Director Marshall Fine is clearly a big fan of Robert Klein; it comes across in the warmth and admiration in the documentary. It’s a fine position to take, and he does a good job of transmitting his love of his subject to the audience.
What this does mean though, it that Robert Klein Still Can’t Stop His Leg is much more a loving look at the man than a probing one. To watch this film, you’d think the only bad times that Klein has had in his seventy-five years on earth were during his divorce from his opera-singer wife, Brenda Boozer. And even that is only given a few sentences.
I wasn’t looking for salaciousness, but a little more about the darker moments and unhappy times that are natural in any life could have given this film a little more weight.

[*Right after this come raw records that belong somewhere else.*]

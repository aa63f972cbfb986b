//! # Errors
//!
//! $$
//! \text{fail fast: precondition violation} \Rightarrow \text{typed error, never NaN output}
//! $$
//!
//! Typed error taxonomy shared by every pipeline stage. Each stage validates
//! its own preconditions and returns one of these variants instead of a
//! degraded numerical result.

use thiserror::Error;

/// Errors produced by the forecasting and allocation pipeline.
#[derive(Debug, Error)]
pub enum PipelineError {
  /// A training or evaluation segment is shorter than the minimum window.
  #[error("insufficient data: {0}")]
  InsufficientData(String),

  /// Order search or gradient optimization failed to produce a finite-loss
  /// model within the configured budget.
  #[error("model failed to converge: {0}")]
  NonConvergence(String),

  /// A forecast was requested from a model that has not been trained.
  #[error("model is not trained: {0}")]
  UntrainedModel(String),

  /// No weight vector satisfies the bound and budget constraints.
  #[error("infeasible portfolio constraints: {0}")]
  InfeasibleConstraints(String),

  /// The covariance matrix is not numerically positive semidefinite.
  #[error("ill-conditioned covariance matrix: {0}")]
  IllConditionedCovariance(String),

  /// Backtest window and weight vectors do not describe the same assets.
  #[error("backtest window mismatch: {0}")]
  WindowMismatch(String),

  /// Externally supplied configuration failed validation.
  #[error("invalid configuration: {0}")]
  InvalidConfiguration(String),
}

impl From<candle_core::Error> for PipelineError {
  fn from(err: candle_core::Error) -> Self {
    PipelineError::NonConvergence(format!("tensor backend failure: {err}"))
  }
}

/// Crate-wide result alias.
pub type Result<T> = std::result::Result<T, PipelineError>;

I’m not sure how this film would play to people who are already fans of Robert Klein. I would understand if it seemed a little too shallow for them, or if they were frustrated with the lack of any new insight. Or maybe they would be happy just to spend some more time in the company of a man that remains so sharp and funny, well into his seventh decade.
For me, as a Klein novice, this felt like the perfect primer. There’s something really special in watching a documentary about someone, or something, that you aren’t familiar with, and then really enjoying it. It’s like the filmmaker has given you a gift.
(Oh, by the way, if you were wondering about the film’s strange title, it’s taken from this sketch.)
What are the best documentaries you’ve seen about a person or a subject you’d previously known nothing about?
Robert Klein Still Can’t Stop His Leg will premiere on Starz on March 31st, 10pm EST.